# Work instructions
Give only the number of lines below that contain the word "self".

# Information
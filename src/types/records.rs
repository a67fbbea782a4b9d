//! Domain records mirrored from the remote table store

use chrono::{DateTime, NaiveDate, Utc};
use serde::{Deserialize, Serialize};

/// Kind of stock count a runner logs for one (event, fridge, drink) combination
#[derive(Debug, Clone, Copy, PartialEq, Eq, Hash, Serialize, Deserialize)]
#[serde(rename_all = "lowercase")]
pub enum ActionType {
    /// Baseline count at the start of tracking
    Start,
    /// Units added during the event
    Restock,
    /// Final count at close-out
    End,
}

/// Raw stock-count log row. Immutable once written, except through the
/// logbook write path while the parent event is still open.
#[derive(Debug, Clone, Serialize, Deserialize, PartialEq)]
pub struct LogEntry {
    pub id: String,
    pub event_id: String,
    pub fridge_id: String,
    pub drink_type_id: String,
    pub action_type: ActionType,
    /// Non-negative unit count, validated at the boundary
    pub amount: u32,
    pub created_at: DateTime<Utc>,
    /// Owning user, checked by the write path
    pub user_id: String,
}

/// Insert payload for a new log entry; the store assigns `id` and `created_at`
#[derive(Debug, Clone, Serialize, Deserialize, PartialEq)]
pub struct NewLogEntry {
    pub event_id: String,
    pub fridge_id: String,
    pub drink_type_id: String,
    pub action_type: ActionType,
    pub amount: u32,
    pub user_id: String,
}

#[derive(Debug, Clone, Copy, PartialEq, Eq, Serialize, Deserialize, Default)]
pub enum EventStatus {
    #[default]
    Open,
    Closed,
}

/// Tracked event. `status` is a soft lock: Closed events reject log
/// mutations but always stay in read-side analytics.
#[derive(Debug, Clone, Serialize, Deserialize, PartialEq)]
pub struct Event {
    pub id: String,
    pub name: String,
    #[serde(default)]
    pub event_date: Option<NaiveDate>,
    #[serde(default)]
    pub status: EventStatus,
    #[serde(default)]
    pub owned_by: Option<String>,
    #[serde(default)]
    pub owned_by_other: Option<String>,
}

impl Event {
    pub fn is_closed(&self) -> bool {
        self.status == EventStatus::Closed
    }

    /// Display label for the owning group.
    ///
    /// Blank or missing `owned_by` maps to "Unknown"; the literal "other"
    /// pulls the free-text detail from `owned_by_other`.
    pub fn owner_label(&self) -> String {
        let raw = self.owned_by.as_deref().unwrap_or("").trim();
        if raw.is_empty() {
            return "Unknown".to_string();
        }
        if raw.eq_ignore_ascii_case("other") {
            let detail = self
                .owned_by_other
                .as_deref()
                .map(str::trim)
                .filter(|s| !s.is_empty())
                .unwrap_or("Unspecified");
            return format!("Other - {}", detail);
        }
        raw.to_string()
    }
}

/// Floor of the venue; fridges belong to exactly one floor
#[derive(Debug, Clone, Serialize, Deserialize, PartialEq)]
pub struct Floor {
    pub id: String,
    pub name: String,
}

#[derive(Debug, Clone, Serialize, Deserialize, PartialEq)]
pub struct Fridge {
    pub id: String,
    pub name: String,
    pub floor_id: String,
}

/// Drink catalogue row. `pfand_per_unit` is a deposit tracked in parallel
/// to the price; it never enters the consumption formula.
#[derive(Debug, Clone, Serialize, Deserialize, PartialEq)]
pub struct DrinkType {
    pub id: String,
    pub name: String,
    #[serde(default)]
    pub price_per_unit: Option<f64>,
    #[serde(default)]
    pub pfand_per_unit: Option<f64>,
}

#[cfg(test)]
mod tests {
    use super::*;

    fn make_event(owned_by: Option<&str>, owned_by_other: Option<&str>) -> Event {
        Event {
            id: "ev-1".into(),
            name: "Summer Party".into(),
            event_date: NaiveDate::from_ymd_opt(2025, 6, 21),
            status: EventStatus::Open,
            owned_by: owned_by.map(String::from),
            owned_by_other: owned_by_other.map(String::from),
        }
    }

    #[test]
    fn test_owner_label_missing_is_unknown() {
        assert_eq!(make_event(None, None).owner_label(), "Unknown");
        assert_eq!(make_event(Some("   "), None).owner_label(), "Unknown");
    }

    #[test]
    fn test_owner_label_other_uses_detail() {
        assert_eq!(
            make_event(Some("other"), Some("Catering GmbH")).owner_label(),
            "Other - Catering GmbH"
        );
        assert_eq!(
            make_event(Some("Other"), None).owner_label(),
            "Other - Unspecified"
        );
    }

    #[test]
    fn test_owner_label_passthrough_trimmed() {
        assert_eq!(make_event(Some(" Community "), None).owner_label(), "Community");
    }

    #[test]
    fn test_event_status_default_is_open() {
        // Rows from older store snapshots have no status column
        let json = r#"{"id":"ev-1","name":"Launch"}"#;
        let event: Event = serde_json::from_str(json).unwrap();
        assert!(!event.is_closed());
    }

    #[test]
    fn test_action_type_matches_store_column_values() {
        // The store's action_type column holds lowercase strings
        assert_eq!(serde_json::to_string(&ActionType::Start).unwrap(), "\"start\"");
        assert_eq!(serde_json::to_string(&ActionType::Restock).unwrap(), "\"restock\"");
        assert_eq!(serde_json::to_string(&ActionType::End).unwrap(), "\"end\"");
    }
}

# The completed task
5